*** Opening Listed entries ***
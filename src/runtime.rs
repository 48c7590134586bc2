use crate::error::{ConfigError, SupervisorError};
use crate::ingest::{self, IngestContext, DRAIN_WINDOW};
use crate::parse::{Config, LaunchSpec};
use crate::policy::{BackendPolicy, PolicyTable, ValidatedLaunch};
use crate::stats::{StatsStore, StatusReport};
use chrono::Local;
use nix::fcntl::OFlag;
use nix::unistd::pipe2;
use std::fs::File;
use std::io;
use std::path::{Path, PathBuf};
use std::process::{ExitStatus, Stdio};
use std::sync::{Arc, Mutex, MutexGuard, PoisonError, RwLock, Weak};
use std::time::{Duration, Instant};
use tokio::net::unix::pipe::Receiver;
use tokio::process::Command;
use tokio::sync::oneshot;
use tokio::task::JoinHandle;
use tokio::time::timeout;
use tracing::{info, warn};

/// Slack on top of the grace period before `stop` gives up on the
/// ingestion task and aborts it.
const STOP_MARGIN: Duration = Duration::from_secs(3);

#[derive(Debug, Clone, Copy, PartialEq, Eq)]
pub enum Phase {
    Idle,
    Starting,
    Running,
    Stopping,
}

#[derive(Debug, Clone)]
pub struct SupervisorOptions {
    pub log_dir: PathBuf,
    pub miners_dir: PathBuf,
    pub policies: PolicyTable,
    pub stop_grace: Duration,
}

impl Default for SupervisorOptions {
    fn default() -> Self {
        Self {
            log_dir: PathBuf::from("logs"),
            miners_dir: PathBuf::from("miners"),
            policies: PolicyTable::builtin(),
            stop_grace: Duration::from_secs(5),
        }
    }
}

impl SupervisorOptions {
    pub fn from_config(cfg: &Config) -> Self {
        Self {
            log_dir: cfg.paths.logs.clone(),
            miners_dir: cfg.paths.miners.clone(),
            policies: cfg.policy_table(),
            stop_grace: cfg.stop_grace(),
        }
    }
}

// Taken by the first `stop` call.
struct RunControl {
    stop_tx: oneshot::Sender<()>,
    task: JoinHandle<Option<ExitStatus>>,
}

// The live process. Present while the phase is Running or Stopping.
struct ProcessHandle {
    run_id: u64,
    pid: u32,
    control: Option<RunControl>,
}

struct Slot {
    phase: Phase,
    current: Option<ProcessHandle>,
    next_run: u64,
}

// Shared between the supervisor and its ingestion task. The task only holds
// a Weak reference so dropping the supervisor tears the run down.
struct Shared {
    slot: Mutex<Slot>,
    stats: Arc<StatsStore>,
}

impl Shared {
    fn lock_slot(&self) -> MutexGuard<'_, Slot> {
        self.slot.lock().unwrap_or_else(PoisonError::into_inner)
    }

    /// Moves run `run_id` to Idle. Called by its ingestion task once the
    /// process is gone, and by `stop` after waiting on that task. Whichever
    /// comes first performs the transition; later calls are no-ops.
    fn finish_run(&self, run_id: u64) {
        let mut slot = self.lock_slot();
        if !slot.current.as_ref().is_some_and(|h| h.run_id == run_id) {
            return;
        }
        if let Some(handle) = slot.current.take() {
            if slot.phase == Phase::Running {
                warn!(pid = handle.pid, "miner exited without a stop request");
            } else {
                info!(pid = handle.pid, "miner run finished");
            }
        }
        slot.phase = Phase::Idle;
        self.stats.mark_stopped();
    }
}

/// Owns at most one miner process and its ingestion task.
///
/// Dropping the supervisor terminates a live miner the same way `stop` does.
pub struct Supervisor {
    shared: Arc<Shared>,
    policies: RwLock<PolicyTable>,
    log_dir: PathBuf,
    miners_dir: PathBuf,
    stop_grace: Duration,
}

impl Supervisor {
    pub fn new(options: SupervisorOptions) -> Self {
        Self {
            shared: Arc::new(Shared {
                slot: Mutex::new(Slot {
                    phase: Phase::Idle,
                    current: None,
                    next_run: 0,
                }),
                stats: Arc::new(StatsStore::new()),
            }),
            policies: RwLock::new(options.policies),
            log_dir: options.log_dir,
            miners_dir: options.miners_dir,
            stop_grace: options.stop_grace,
        }
    }

    pub fn phase(&self) -> Phase {
        self.shared.lock_slot().phase
    }

    /// Current telemetry and recent output. Never blocks on the process.
    pub fn status(&self) -> StatusReport {
        self.shared.stats.snapshot()
    }

    /// Swaps the backend table; applies from the next `start`.
    pub fn replace_policies(&self, table: PolicyTable) {
        *self.policies.write().unwrap_or_else(PoisonError::into_inner) = table;
    }

    fn validate(&self, spec: &LaunchSpec) -> Result<ValidatedLaunch, ConfigError> {
        self.policies
            .read()
            .unwrap_or_else(PoisonError::into_inner)
            .validate(spec)
    }

    /// Resolves the executable `spec` would launch, without validating its
    /// arguments.
    pub fn executable_for(&self, spec: &LaunchSpec) -> Result<PathBuf, SupervisorError> {
        let policies = self.policies.read().unwrap_or_else(PoisonError::into_inner);
        let policy = policies.get(&spec.backend).ok_or_else(|| ConfigError::UnknownBackend {
            backend: spec.backend.clone(),
        })?;
        self.locate(spec, policy)
    }

    /// Explicit override first, else the first existing default candidate.
    fn locate(&self, spec: &LaunchSpec, policy: &BackendPolicy) -> Result<PathBuf, SupervisorError> {
        let path = match &spec.exe {
            Some(path) => path.clone(),
            None => {
                let candidates: Vec<PathBuf> = policy
                    .default_exe
                    .iter()
                    .map(|p| self.miners_dir.join(p))
                    .collect();
                candidates
                    .iter()
                    .find(|p| p.is_file())
                    .or(candidates.first())
                    .cloned()
                    .unwrap_or_else(|| self.miners_dir.join(&policy.id))
            }
        };
        if !path.is_file() {
            return Err(SupervisorError::ExecutableNotFound { path });
        }
        std::path::absolute(&path).map_err(|_| SupervisorError::ExecutableNotFound { path })
    }

    /// Validates and launches `spec`. Returns the new process id.
    ///
    /// Never suspends, so the call cannot be cancelled half way through.
    pub async fn start(&self, spec: &LaunchSpec) -> Result<u32, SupervisorError> {
        {
            let mut slot = self.shared.lock_slot();
            if slot.phase != Phase::Idle {
                return Err(SupervisorError::AlreadyRunning);
            }
            slot.phase = Phase::Starting;
        }

        let result = self.launch(spec);
        if result.is_err() {
            self.shared.lock_slot().phase = Phase::Idle;
        }
        result
    }

    fn launch(&self, spec: &LaunchSpec) -> Result<u32, SupervisorError> {
        let launch = self.validate(spec)?;
        let exe = self.locate(spec, launch.policy())?;
        let workdir = exe.parent().unwrap_or_else(|| Path::new("."));
        let spawn_error = |source: io::Error| SupervisorError::Spawn {
            path: exe.clone(),
            source,
        };

        // stdout and stderr share one pipe, like `2>&1`.
        let (read_end, write_end) = pipe2(OFlag::O_CLOEXEC).map_err(|e| spawn_error(e.into()))?;
        let stderr_end = write_end.try_clone().map_err(spawn_error)?;
        let output = Receiver::from_file(File::from(read_end)).map_err(spawn_error)?;

        info!(
            backend = %launch.policy().id,
            exe = %exe.display(),
            args = %spec.args.join(" "),
            "starting miner"
        );
        // The parent's copies of the write end close with the Command.
        let child = Command::new(&exe)
            .args(&spec.args)
            .current_dir(workdir)
            .stdin(Stdio::null())
            .stdout(Stdio::from(write_end))
            .stderr(Stdio::from(stderr_end))
            .kill_on_drop(true)
            .spawn()
            .map_err(spawn_error)?;
        let pid = child
            .id()
            .ok_or_else(|| spawn_error(io::Error::other("process exited before reporting a pid")))?;

        let mut slot = self.shared.lock_slot();
        let run_id = slot.next_run;
        slot.next_run += 1;

        let stats = self.shared.stats.clone();
        stats.reset_for_start(pid, Instant::now(), Some(launch.algo()), Some(launch.pool()));

        let (stop_tx, stop_rx) = oneshot::channel();
        let ctx = IngestContext {
            pid,
            stats,
            parser: launch.policy().parser.build(),
            log_dir: self.log_dir.clone(),
            started_at: Local::now(),
            grace: self.stop_grace,
        };
        let shared: Weak<Shared> = Arc::downgrade(&self.shared);
        let task = tokio::spawn(async move {
            let status = ingest::run(child, output, stop_rx, ctx).await;
            if let Some(shared) = shared.upgrade() {
                shared.finish_run(run_id);
            }
            status
        });

        slot.current = Some(ProcessHandle {
            run_id,
            pid,
            control: Some(RunControl { stop_tx, task }),
        });
        slot.phase = Phase::Running;
        info!(pid, backend = %launch.policy().id, "miner running");
        Ok(pid)
    }

    /// Terminates the running miner, escalating to SIGKILL after the grace
    /// period. Returns the pid that was stopped.
    ///
    /// If the returned future is dropped early the ingestion task still
    /// finishes the shutdown and moves the supervisor to Idle.
    pub async fn stop(&self) -> Result<u32, SupervisorError> {
        let (run_id, pid, control) = {
            let mut slot = self.shared.lock_slot();
            if slot.phase != Phase::Running {
                return Err(SupervisorError::NotRunning);
            }
            let Some(handle) = slot.current.as_mut() else {
                return Err(SupervisorError::NotRunning);
            };
            let Some(control) = handle.control.take() else {
                return Err(SupervisorError::NotRunning);
            };
            let taken = (handle.run_id, handle.pid, control);
            slot.phase = Phase::Stopping;
            taken
        };

        let RunControl { stop_tx, mut task } = control;
        info!(pid, "stopping miner");
        // The task may already be past its read loop; that is fine.
        let _ = stop_tx.send(());

        let budget = self.stop_grace + DRAIN_WINDOW + STOP_MARGIN;
        match timeout(budget, &mut task).await {
            Ok(Ok(status)) => info!(pid, status = ?status.map(|s| s.to_string()), "miner stopped"),
            Ok(Err(e)) => warn!(pid, error = %e, "ingestion task failed"),
            Err(_) => {
                warn!(pid, "ingestion task did not finish in time, aborting it");
                task.abort();
            }
        }

        self.shared.finish_run(run_id);
        Ok(pid)
    }
}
*** Closing Listed entries ***
[What you should do]: Say only the number of lines of the data above in which the string "IngestContext" occurs.

[Written reply]: 2